Quando Tereo si rese conto d'aver mangiato la carne di suo figlio, afferrò l'ascia con la quale aveva ucciso Driante e inseguì le due sorelle che erano fuggite dal palazzo. Ben presto le raggiunse a Dauli, in Focide, e le due sventurate implorarono gli dèi di salvarle. Gli dèi ebbero pietà di loro e trasformarono tutti e tre in uccelli: Procne divenne una rondine; Filomela un usignolo e Tereo un'upupa. Altri dicono che Tereo fu trasformato in sparviero.

FILOTTETE: Figlio di Peante e di Demonassa (o Metone), era il depositario dell'arco e delle frecce di Eracle.
Mentre Eracle saliva sul rogo funebre e dava ordine che vi fosse appiccato il fuoco, nessuno osò obbedire, finché un pastore che passava di lì, un certo Peante, ordinò al figlio Filottete di fare ciò che Eracle gli chiedeva. In segno di gratitudine Eracle gli lasciò la sua faretra, il suo arco e le sue frecce con l'impegno di tenere segreto il luogo della sua morte. Era, intanto, aveva deciso di punire Filottete per il suo atto cortese nei riguardi di Eracle, con il morso di una vipera.
Il mito di Filottete, nelle sue molteplici versioni, è strettamente legato alle vicende della guerra di Troia, nella quale alla guida di un contingente di sette navi con cinquanta arcieri, si unì alla spedizione. Quando la flotta raggiunse Tenedo, si deliberò di fare un sacrificio ad Apollo sull'isola di Crise. Mentre sacrificavano, un serpente morsicò il piede di Filottete, la ferita s'infettò, e non ci fu modo di curarla. Secondo alcuni il serpente l'avrebbe morso mentre puliva l'altare di Crise, una divinità che aveva dato il proprio nome all'isola; secondo altri il serpente era stato mandato da Era per punirlo del servizio reso ad Eracle; secondo altri ancora, a procurargli quella ferita infetta fu una delle frecce avvelenate di Eracle caduta accidentalmente dalla faretra. Il dolore di Filottete era intollerabile e il poveretto non poteva trattenersi dal gridare in continuazione scagliando meledizioni che spaventavano i soldati. Inoltre, il puzzo che mandava la ferita era insopportabile. Dietro suggerimento di Odisseo, Filottete venne portato all'isola di Lemno, mentre la flotta al completo riprendeva la rotta verso Troia.

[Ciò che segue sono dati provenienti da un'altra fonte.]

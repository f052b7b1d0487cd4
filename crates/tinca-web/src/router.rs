//! Web router using Axum

use crate::auth::AuthUser;
use crate::response::{ApiError, ApiResponse, ApiResult};
use crate::state::AppState;
use crate::validation::{MultipleScoresRequest, Validate};
use axum::extract::rejection::JsonRejection;
use axum::extract::State;
use axum::http::HeaderMap;
use axum::routing::{get, post};
use axum::{Json, Router};
use serde::Serialize;
use tinca_core::models::{LoginRequest, Score, TopScores, UploadScore, UserInfo, UserScores};
use tinca_core::CoreResult;
use tower_http::cors::{Any, CorsLayer};

/// Create the web router
pub fn create_router(state: AppState) -> Router {
    let cors = CorsLayer::new()
        .allow_origin(Any)
        .allow_methods(Any)
        .allow_headers(Any);

    Router::new()
        .route("/health", get(health_handler))
        .route("/user/login", post(login_handler))
        .route("/score", get(user_scores_handler).post(upload_handler))
        .route("/score/multiple", post(upload_multiple_handler))
        .route("/score/leaderboard", get(leaderboard_handler))
        .layer(cors)
        .with_state(state)
}

#[derive(Debug, Serialize)]
#[serde(rename_all = "camelCase")]
struct LoginResponse {
    user_info: UserInfo,
    token: String,
}

/// Run a synchronous service call off the async workers
async fn blocking<T, F>(f: F) -> Result<T, ApiError>
where
    F: FnOnce() -> CoreResult<T> + Send + 'static,
    T: Send + 'static,
{
    tokio::task::spawn_blocking(f)
        .await
        .map_err(|e| ApiError::Internal(format!("Worker task failed: {e}")))?
        .map_err(ApiError::from)
}

fn parse_body<T>(body: Result<Json<T>, JsonRejection>) -> Result<T, ApiError> {
    body.map(|Json(value)| value).map_err(|e| {
        tracing::debug!(error = %e, "Unreadable request body");
        ApiError::BadRequest("Request body parsing failed".to_string())
    })
}

async fn health_handler() -> Json<serde_json::Value> {
    Json(serde_json::json!({
        "status": "ok",
        "timestamp": chrono::Utc::now().timestamp_millis(),
    }))
}

async fn login_handler(
    State(state): State<AppState>,
    body: Result<Json<LoginRequest>, JsonRejection>,
) -> ApiResult<LoginResponse> {
    let request = parse_body(body)?;
    request.validate()?;

    let users = state.ctx.users.clone();
    let user_info = blocking(move || users.login(&request.username, &request.password)).await?;
    let token = state.tokens.issue(&user_info)?;

    Ok(ApiResponse::ok(
        LoginResponse { user_info, token },
        "Login successful",
    ))
}

async fn user_scores_handler(
    State(state): State<AppState>,
    user: AuthUser,
) -> ApiResult<UserScores> {
    let scores = state.ctx.scores.clone();
    let result = blocking(move || scores.get_user_scores(user.id)).await?;
    Ok(ApiResponse::ok(result, "User scores retrieved successfully"))
}

async fn upload_handler(
    State(state): State<AppState>,
    user: AuthUser,
    headers: HeaderMap,
    body: Result<Json<UploadScore>, JsonRejection>,
) -> ApiResult<Score> {
    let upload = parse_body(body)?;
    upload.validate()?;

    let country = state.country(&headers);
    let scores = state.ctx.scores.clone();
    let created =
        blocking(move || scores.upload_score(user.id, &upload, country.as_deref())).await?;

    Ok(ApiResponse::created(created, "Score uploaded successfully"))
}

async fn upload_multiple_handler(
    State(state): State<AppState>,
    user: AuthUser,
    headers: HeaderMap,
    body: Result<Json<MultipleScoresRequest>, JsonRejection>,
) -> ApiResult<Vec<Score>> {
    let request = parse_body(body)?;
    request.validate()?;

    let country = state.country(&headers);
    let scores = state.ctx.scores.clone();
    let created = blocking(move || {
        scores.upload_multiple_scores(user.id, &request.scores, country.as_deref())
    })
    .await?;

    Ok(ApiResponse::created(created, "Batch scores uploaded successfully"))
}

async fn leaderboard_handler(State(state): State<AppState>) -> ApiResult<TopScores> {
    let scores = state.ctx.scores.clone();
    let board = blocking(move || scores.get_leaderboard()).await?;
    Ok(ApiResponse::ok(board, "Leaderboard retrieved successfully"))
}
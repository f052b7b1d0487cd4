//! SQLite score store
//!
//! Schema:
//! - users: unique username, Argon2 password hash
//! - scores: UNIQUE(user_id, game_id), indexed by score for ranking queries
//!
//! Rows with equal scores are returned in insertion order (`id ASC`).

use crate::error::{is_constraint_violation, CoreError, CoreResult};
use crate::models::{NewScore, NewUser, Score, User};
use crate::store::ScoreStore;
use parking_lot::Mutex;
use rusqlite::{params, params_from_iter, Connection, OptionalExtension, Row};
use std::path::{Path, PathBuf};
use tracing::{debug, warn};

const SCHEMA: &str = r#"
    CREATE TABLE IF NOT EXISTS users (
        id INTEGER PRIMARY KEY AUTOINCREMENT,
        username TEXT NOT NULL UNIQUE,
        password TEXT NOT NULL,
        created_at INTEGER NOT NULL,
        updated_at INTEGER NOT NULL
    );

    CREATE TABLE IF NOT EXISTS scores (
        id INTEGER PRIMARY KEY AUTOINCREMENT,
        user_id INTEGER NOT NULL,
        game_id TEXT NOT NULL,
        score INTEGER NOT NULL,
        timestamp INTEGER NOT NULL,
        date TEXT NOT NULL,
        country TEXT,
        created_at INTEGER NOT NULL,
        updated_at INTEGER NOT NULL,
        UNIQUE(user_id, game_id)
    );

    CREATE INDEX IF NOT EXISTS idx_scores_score ON scores(score DESC);
    CREATE INDEX IF NOT EXISTS idx_scores_user ON scores(user_id);
"#;

const SCORE_COLUMNS: &str =
    "id, user_id, game_id, score, timestamp, date, country, created_at, updated_at";

const USER_COLUMNS: &str = "id, username, password, created_at, updated_at";

/// SQLite-backed store (thread-safe)
pub struct SqliteStore {
    conn: Mutex<Connection>,
    db_path: Option<PathBuf>,
}

impl SqliteStore {
    /// Create or open the database at `db_path`
    pub fn open(db_path: &Path) -> CoreResult<Self> {
        if let Some(parent) = db_path.parent() {
            std::fs::create_dir_all(parent).map_err(|source| CoreError::Io {
                path: parent.to_path_buf(),
                source,
            })?;
        }

        let conn = Connection::open(db_path).map_err(|e| CoreError::store("open", e))?;

        // WAL lets the leaderboard reads run next to score inserts
        conn.pragma_update_and_check(None, "journal_mode", "WAL", |row| row.get::<_, String>(0))
            .map_err(|e| CoreError::store("enable WAL", e))?;

        let store = Self::with_connection(conn, Some(db_path.to_path_buf()))?;
        debug!(path = %db_path.display(), "Score store opened");
        Ok(store)
    }

    /// Private in-memory database (tests, benchmarks, dry runs)
    pub fn in_memory() -> CoreResult<Self> {
        let conn = Connection::open_in_memory().map_err(|e| CoreError::store("open", e))?;
        Self::with_connection(conn, None)
    }

    fn with_connection(conn: Connection, db_path: Option<PathBuf>) -> CoreResult<Self> {
        conn.execute_batch(SCHEMA)
            .map_err(|e| CoreError::store("create schema", e))?;
        Ok(Self {
            conn: Mutex::new(conn),
            db_path,
        })
    }
}

fn score_from_row(row: &Row<'_>) -> rusqlite::Result<Score> {
    Ok(Score {
        id: row.get("id")?,
        user_id: row.get("user_id")?,
        game_id: row.get("game_id")?,
        score: row.get("score")?,
        timestamp: row.get("timestamp")?,
        date: row.get("date")?,
        country: row.get("country")?,
        created_at: row.get("created_at")?,
        updated_at: row.get("updated_at")?,
    })
}

fn user_from_row(row: &Row<'_>) -> rusqlite::Result<User> {
    Ok(User {
        id: row.get("id")?,
        username: row.get("username")?,
        password_hash: row.get("password")?,
        created_at: row.get("created_at")?,
        updated_at: row.get("updated_at")?,
    })
}

impl ScoreStore for SqliteStore {
    fn insert_score(&self, score: &NewScore) -> CoreResult<i64> {
        let conn = self.conn.lock();
        let result = conn.execute(
            r#"
            INSERT INTO scores
            (user_id, game_id, score, timestamp, date, country, created_at, updated_at)
            VALUES (?, ?, ?, ?, ?, ?, ?, ?)
            "#,
            params![
                score.user_id,
                score.game_id,
                score.score,
                score.timestamp,
                score.date,
                score.country,
                score.created_at,
                score.created_at,
            ],
        );

        match result {
            Ok(_) => {
                let id = conn.last_insert_rowid();
                debug!(id, user_id = score.user_id, game_id = %score.game_id, "Score inserted");
                Ok(id)
            }
            Err(e) if is_constraint_violation(&e) => Err(CoreError::Duplicate {
                user_id: score.user_id,
                game_id: score.game_id.clone(),
            }),
            Err(e) => Err(CoreError::store("insert score", e)),
        }
    }

    fn get_score(&self, id: i64) -> CoreResult<Option<Score>> {
        let conn = self.conn.lock();
        conn.query_row(
            &format!("SELECT {SCORE_COLUMNS} FROM scores WHERE id = ?"),
            params![id],
            score_from_row,
        )
        .optional()
        .map_err(|e| CoreError::store("get score", e))
    }

    fn find_score(&self, user_id: i64, game_id: &str) -> CoreResult<Option<Score>> {
        let conn = self.conn.lock();
        conn.query_row(
            &format!("SELECT {SCORE_COLUMNS} FROM scores WHERE user_id = ? AND game_id = ?"),
            params![user_id, game_id],
            score_from_row,
        )
        .optional()
        .map_err(|e| CoreError::store("find score", e))
    }

    fn find_scores_by_user(&self, user_id: i64) -> CoreResult<Vec<Score>> {
        let conn = self.conn.lock();
        let mut stmt = conn
            .prepare(&format!(
                "SELECT {SCORE_COLUMNS} FROM scores WHERE user_id = ? ORDER BY created_at DESC, id DESC"
            ))
            .map_err(|e| CoreError::store("find scores by user", e))?;

        let rows = stmt
            .query_map(params![user_id], score_from_row)
            .map_err(|e| CoreError::store("find scores by user", e))?;

        rows.collect::<rusqlite::Result<Vec<_>>>()
            .map_err(|e| CoreError::store("find scores by user", e))
    }

    fn top_scores(&self, limit: usize) -> CoreResult<Vec<Score>> {
        let conn = self.conn.lock();
        let mut stmt = conn
            .prepare(&format!(
                "SELECT {SCORE_COLUMNS} FROM scores ORDER BY score DESC, id ASC LIMIT ?"
            ))
            .map_err(|e| CoreError::store("top scores", e))?;

        let rows = stmt
            .query_map(params![limit as i64], score_from_row)
            .map_err(|e| CoreError::store("top scores", e))?;

        rows.collect::<rusqlite::Result<Vec<_>>>()
            .map_err(|e| CoreError::store("top scores", e))
    }

    fn score_at_rank(&self, offset: usize) -> CoreResult<Option<Score>> {
        let conn = self.conn.lock();
        conn.query_row(
            &format!(
                "SELECT {SCORE_COLUMNS} FROM scores ORDER BY score DESC, id ASC LIMIT 1 OFFSET ?"
            ),
            params![offset as i64],
            score_from_row,
        )
        .optional()
        .map_err(|e| CoreError::store("score at rank", e))
    }

    fn score_count(&self) -> CoreResult<usize> {
        let conn = self.conn.lock();
        let count: i64 = conn
            .query_row("SELECT COUNT(*) FROM scores", [], |row| row.get(0))
            .map_err(|e| CoreError::store("count scores", e))?;
        Ok(count as usize)
    }

    fn find_users_by_ids(&self, ids: &[i64]) -> CoreResult<Vec<User>> {
        if ids.is_empty() {
            return Ok(Vec::new());
        }

        let placeholders = vec!["?"; ids.len()].join(",");
        let conn = self.conn.lock();
        let mut stmt = conn
            .prepare(&format!(
                "SELECT {USER_COLUMNS} FROM users WHERE id IN ({placeholders})"
            ))
            .map_err(|e| CoreError::store("find users by ids", e))?;

        let rows = stmt
            .query_map(params_from_iter(ids.iter()), user_from_row)
            .map_err(|e| CoreError::store("find users by ids", e))?;

        rows.collect::<rusqlite::Result<Vec<_>>>()
            .map_err(|e| CoreError::store("find users by ids", e))
    }

    fn insert_user(&self, user: &NewUser) -> CoreResult<i64> {
        let conn = self.conn.lock();
        let result = conn.execute(
            "INSERT INTO users (username, password, created_at, updated_at) VALUES (?, ?, ?, ?)",
            params![
                user.username,
                user.password_hash,
                user.created_at,
                user.created_at
            ],
        );

        match result {
            Ok(_) => Ok(conn.last_insert_rowid()),
            Err(e) if is_constraint_violation(&e) => Err(CoreError::DuplicateUser {
                username: user.username.clone(),
            }),
            Err(e) => Err(CoreError::store("insert user", e)),
        }
    }

    fn find_user_by_username(&self, username: &str) -> CoreResult<Option<User>> {
        let conn = self.conn.lock();
        conn.query_row(
            &format!("SELECT {USER_COLUMNS} FROM users WHERE username = ?"),
            params![username],
            user_from_row,
        )
        .optional()
        .map_err(|e| CoreError::store("find user by username", e))
    }

    fn find_user_by_id(&self, id: i64) -> CoreResult<Option<User>> {
        let conn = self.conn.lock();
        conn.query_row(
            &format!("SELECT {USER_COLUMNS} FROM users WHERE id = ?"),
            params![id],
            user_from_row,
        )
        .optional()
        .map_err(|e| CoreError::store("find user by id", e))
    }
}

impl Drop for SqliteStore {
    fn drop(&mut self) {
        // Fold the WAL back into the main file so it does not grow across restarts
        if let Some(path) = &self.db_path {
            let conn = self.conn.lock();
            if let Err(e) = conn.pragma_update(None, "wal_checkpoint", "TRUNCATE") {
                warn!(path = %path.display(), "Failed to checkpoint WAL on store drop: {}", e);
            }
        }
    }
}

#[cfg(test)]
mod tests {
    use super::*;
    use tempfile::tempdir;

    fn new_score(user_id: i64, game_id: &str, score: i64) -> NewScore {
        NewScore {
            user_id,
            game_id: game_id.to_string(),
            score,
            timestamp: 1,
            date: "2024-01-01".to_string(),
            country: "CN".to_string(),
            created_at: 1_000,
        }
    }

    #[test]
    fn test_insert_and_get() {
        let store = SqliteStore::in_memory().unwrap();
        let id = store.insert_score(&new_score(1, "g1", 420)).unwrap();

        let row = store.get_score(id).unwrap().unwrap();
        assert_eq!(row.game_id, "g1");
        assert_eq!(row.score, 420);
        assert_eq!(row.country.as_deref(), Some("CN"));
        assert_eq!(row.created_at, row.updated_at);
    }

    #[test]
    fn test_duplicate_score_rejected() {
        let store = SqliteStore::in_memory().unwrap();
        store.insert_score(&new_score(1, "g1", 100)).unwrap();

        let err = store.insert_score(&new_score(1, "g1", 900)).unwrap_err();
        assert!(matches!(err, CoreError::Duplicate { user_id: 1, .. }));

        // Same game for another user is fine
        store.insert_score(&new_score(2, "g1", 900)).unwrap();
        assert_eq!(store.score_count().unwrap(), 2);
        assert_eq!(store.find_score(1, "g1").unwrap().unwrap().score, 100);
    }

    #[test]
    fn test_top_scores_order_and_ties() {
        let store = SqliteStore::in_memory().unwrap();
        store.insert_score(&new_score(1, "a", 500)).unwrap();
        store.insert_score(&new_score(2, "b", 900)).unwrap();
        store.insert_score(&new_score(3, "c", 500)).unwrap();
        store.insert_score(&new_score(4, "d", 100)).unwrap();

        let top = store.top_scores(3).unwrap();
        let users: Vec<_> = top.iter().map(|s| s.user_id).collect();
        assert_eq!(users, vec![2, 1, 3]);
    }

    #[test]
    fn test_score_at_rank() {
        let store = SqliteStore::in_memory().unwrap();
        for i in 0..5 {
            store.insert_score(&new_score(i, "g", i * 10)).unwrap();
        }

        assert_eq!(store.score_at_rank(0).unwrap().unwrap().score, 40);
        assert_eq!(store.score_at_rank(4).unwrap().unwrap().score, 0);
        assert!(store.score_at_rank(5).unwrap().is_none());
    }

    #[test]
    fn test_find_users_by_ids() {
        let store = SqliteStore::in_memory().unwrap();
        let alice = store
            .insert_user(&NewUser {
                username: "alice".into(),
                password_hash: "h".into(),
                created_at: 1,
            })
            .unwrap();
        let bob = store
            .insert_user(&NewUser {
                username: "bob".into(),
                password_hash: "h".into(),
                created_at: 1,
            })
            .unwrap();

        let users = store.find_users_by_ids(&[alice, bob, 999]).unwrap();
        assert_eq!(users.len(), 2);
        assert_eq!(store.find_user_by_id(bob).unwrap().unwrap().username, "bob");
        assert!(store.find_user_by_id(999).unwrap().is_none());
        assert!(store.find_users_by_ids(&[]).unwrap().is_empty());

        let err = store
            .insert_user(&NewUser {
                username: "alice".into(),
                password_hash: "x".into(),
                created_at: 2,
            })
            .unwrap_err();
        assert!(matches!(err, CoreError::DuplicateUser { .. }));
    }

    #[test]
    fn test_file_store_persists() {
        let dir = tempdir().unwrap();
        let path = dir.path().join("nested").join("tinca.db");

        {
            let store = SqliteStore::open(&path).unwrap();
            store.insert_score(&new_score(1, "g1", 77)).unwrap();
        }

        let store = SqliteStore::open(&path).unwrap();
        let scores = store.find_scores_by_user(1).unwrap();
        assert_eq!(scores.len(), 1);
        assert_eq!(scores[0].score, 77);
    }
}
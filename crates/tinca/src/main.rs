//! tinca - Game score and leaderboard service

mod cli;

use anyhow::{Context, Result};
use clap::{Parser, Subcommand, ValueEnum};
use std::path::PathBuf;
use tinca_core::{AppConfig, AppContext, CacheBackend, ScoreStore, SqliteCache};
use tracing::info;
use tracing_subscriber::EnvFilter;

#[derive(Parser)]
#[command(
    name = "tinca",
    version,
    about = "Game score and leaderboard service",
    long_about = "Serves score uploads and a global top-100 leaderboard over HTTP.\n\
                  \n\
                  Examples:\n\
                    tinca                            # Run the HTTP API (default)\n\
                    tinca serve --port 8080          # Custom port\n\
                    tinca leaderboard                # Print the current leaderboard\n\
                    tinca leaderboard --json         # Same, as JSON\n\
                    tinca clear-cache                # Drop the persisted leaderboard snapshot\n\
                  \n\
                  Environment Variables:\n\
                    TINCA_CONFIG                     # Path to a TOML config file\n\
                    TINCA_DATA_DIR                   # Override the data directory\n\
                    TINCA_CACHE_BACKEND              # memory|sqlite\n\
                    TINCA_JWT_SECRET                 # Token signing secret\n\
                    RUST_LOG                         # Log filter (default: info)"
)]
struct Cli {
    #[command(subcommand)]
    mode: Option<Mode>,

    /// Path to a TOML config file
    #[arg(long, env = "TINCA_CONFIG")]
    config: Option<PathBuf>,

    /// Directory holding the score database and the persisted cache
    #[arg(long, env = "TINCA_DATA_DIR")]
    data_dir: Option<PathBuf>,

    /// Where the leaderboard snapshot is cached
    #[arg(long, env = "TINCA_CACHE_BACKEND", value_enum)]
    cache_backend: Option<BackendArg>,

    /// Token signing secret
    #[arg(long, env = "TINCA_JWT_SECRET", hide_env_values = true)]
    jwt_secret: Option<String>,

    /// Disable ANSI colors (log-friendly)
    #[arg(long, env = "TINCA_NO_COLOR")]
    no_color: bool,
}

#[derive(Subcommand)]
enum Mode {
    /// Run the HTTP API (default)
    Serve {
        /// Port for the web server
        #[arg(long, env = "TINCA_PORT")]
        port: Option<u16>,
    },
    /// Print the current leaderboard and exit
    Leaderboard {
        /// Output as JSON
        #[arg(long)]
        json: bool,
    },
    /// Delete the cached leaderboard snapshot and exit
    ClearCache,
}

#[derive(Clone, Copy, ValueEnum)]
enum BackendArg {
    Memory,
    Sqlite,
}

impl From<BackendArg> for CacheBackend {
    fn from(arg: BackendArg) -> Self {
        match arg {
            BackendArg::Memory => CacheBackend::Memory,
            BackendArg::Sqlite => CacheBackend::Sqlite,
        }
    }
}

#[tokio::main]
async fn main() -> Result<()> {
    let cli = Cli::parse();

    tracing_subscriber::fmt()
        .with_env_filter(
            EnvFilter::try_from_default_env().unwrap_or_else(|_| EnvFilter::new("info")),
        )
        .with_ansi(!cli.no_color)
        .with_writer(std::io::stderr)
        .init();

    let config = load_config(&cli)?;
    let no_color = cli.no_color;

    match cli.mode.unwrap_or(Mode::Serve { port: None }) {
        Mode::Serve { port } => {
            run_serve(config, port).await?;
        }
        Mode::Leaderboard { json } => {
            run_leaderboard(config, json, no_color)?;
        }
        Mode::ClearCache => {
            run_clear_cache(config)?;
        }
    }

    Ok(())
}

/// Config file first, then flags and environment on top
fn load_config(cli: &Cli) -> Result<AppConfig> {
    let mut config = AppConfig::load(cli.config.as_deref()).with_context(|| match &cli.config {
        Some(path) => format!("Failed to load config from {}", path.display()),
        None => "Failed to build default config".to_string(),
    })?;

    if let Some(dir) = &cli.data_dir {
        config.data_dir = dir.clone();
    }
    if let Some(backend) = cli.cache_backend {
        config.cache_backend = backend.into();
    }
    if let Some(secret) = &cli.jwt_secret {
        config.jwt_secret = secret.clone();
    }

    config.validate().context("Invalid configuration")?;
    Ok(config)
}

async fn run_serve(mut config: AppConfig, port: Option<u16>) -> Result<()> {
    if let Some(port) = port {
        config.port = port;
    }
    let port = config.port;

    let ctx = AppContext::open(config)?;
    info!(port, "Starting tinca");
    tinca_web::run(ctx, port).await
}

fn run_leaderboard(config: AppConfig, json: bool, no_color: bool) -> Result<()> {
    let ctx = AppContext::open(config)?;
    let board = ctx
        .scores
        .get_leaderboard()
        .context("Failed to load leaderboard")?;

    println!("{}", cli::format_leaderboard(&board.top_scores, json, no_color));
    if !json && !board.top_scores.is_empty() {
        let total = ctx.store.score_count().context("Failed to count scores")?;
        println!("{}", cli::format_footer(board.top_scores.len(), total));
    }
    Ok(())
}

fn run_clear_cache(config: AppConfig) -> Result<()> {
    if config.cache_backend == CacheBackend::Memory {
        println!("Cache backend is in-memory; nothing persisted to clear.");
        return Ok(());
    }

    let cache = SqliteCache::new(&config.data_dir)?;
    let removed = cache.entry_count().context("Failed to count cache entries")?;
    cache.clear().context("Failed to clear cache")?;

    println!("Cleared {} cache entries ({})", removed, cache.path().display());
    Ok(())
}
//! Time source for snapshot freshness and row timestamps

use std::sync::atomic::{AtomicI64, Ordering};

/// Source of "now" in Unix milliseconds
pub trait Clock: Send + Sync {
    fn now_millis(&self) -> i64;
}

/// Wall clock
#[derive(Debug, Default, Clone, Copy)]
pub struct SystemClock;

impl Clock for SystemClock {
    fn now_millis(&self) -> i64 {
        chrono::Utc::now().timestamp_millis()
    }
}

/// Manually driven clock for tests and benchmarks
#[derive(Debug, Default)]
pub struct ManualClock {
    now: AtomicI64,
}

impl ManualClock {
    pub fn new(start_millis: i64) -> Self {
        Self {
            now: AtomicI64::new(start_millis),
        }
    }

    pub fn set(&self, millis: i64) {
        self.now.store(millis, Ordering::SeqCst);
    }

    pub fn advance(&self, duration: std::time::Duration) {
        self.now
            .fetch_add(duration.as_millis() as i64, Ordering::SeqCst);
    }
}

impl Clock for ManualClock {
    fn now_millis(&self) -> i64 {
        self.now.load(Ordering::SeqCst)
    }
}

#[cfg(test)]
mod tests {
    use super::*;
    use std::time::Duration;

    #[test]
    fn test_manual_clock_advance() {
        let clock = ManualClock::new(1_000);
        clock.advance(Duration::from_secs(2));
        assert_eq!(clock.now_millis(), 3_000);
        clock.set(10);
        assert_eq!(clock.now_millis(), 10);
    }
}
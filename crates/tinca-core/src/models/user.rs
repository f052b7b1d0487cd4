//! User accounts

use serde::{Deserialize, Serialize};

/// A persisted user, including the password hash
#[derive(Debug, Clone)]
pub struct User {
    pub id: i64,
    pub username: String,
    pub password_hash: String,
    pub created_at: i64,
    pub updated_at: i64,
}

/// Public projection of a user
#[derive(Debug, Clone, PartialEq, Eq, Serialize, Deserialize)]
#[serde(rename_all = "camelCase")]
pub struct UserInfo {
    pub id: i64,
    pub username: String,
    pub created_at: i64,
    pub updated_at: i64,
}

impl From<&User> for UserInfo {
    fn from(user: &User) -> Self {
        Self {
            id: user.id,
            username: user.username.clone(),
            created_at: user.created_at,
            updated_at: user.updated_at,
        }
    }
}

#[derive(Debug, Clone)]
pub struct NewUser {
    pub username: String,
    pub password_hash: String,
    pub created_at: i64,
}

#[derive(Debug, Clone, Deserialize)]
pub struct LoginRequest {
    pub username: String,
    pub password: String,
}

A Lemno Filottete rimase dieci anni, e riuscì a sopravvivere soltanto grazie all'arco e alle frecce di Eracle, che non mancavano mai di colpire la preda. Viveva nutrendosi esclusivamente degli uccelli e degli animali selvaggi che cacciava, e la sua ferita non accennava a migliorare.
Frattanto i Greci, in capo a dieci anni, non avevano ancora conquistato la città di Troia. Odisseo fece prigioniero l'indovino troiano Eleno, il quale gli disse che Troia non sarebbe mai caduta fino a quando Filottete non fosse tornato a combattere con l'arco di Eracle. Secondo altri la profezia di riportare Filottete da Lemno a Troia era di Calcante e non d'Eleno. Tuttavia Odisseo decise di agire e partì in ambasciata verso Lemno, accompagnato da Neottolemo (secondo Sofocle) o da Diomede (secondo Euripide), e riuscì a strappare a Filottete con un ingannol l'arco e le frecce; ma Diomede non volle essere inplicato in quel furto e consigliò a Filottete di pretendere la restituzione del maltolto. A questo punto Eracle, che era ormai salito nell'Olimpo, apparve e ordinò a Filottete di recarsi a Troia e di combattere promettendogli che sarebbe stato anche curato. Gli disse inoltre: " Ricordati, non potrai entrare in Troia senza Neottolemo figlio di Achille né egli potrà entrarvi senza di te!" Secondo altre versioni del mito, a Lemno Eracle non ebbe alcuna parte nella vicenda.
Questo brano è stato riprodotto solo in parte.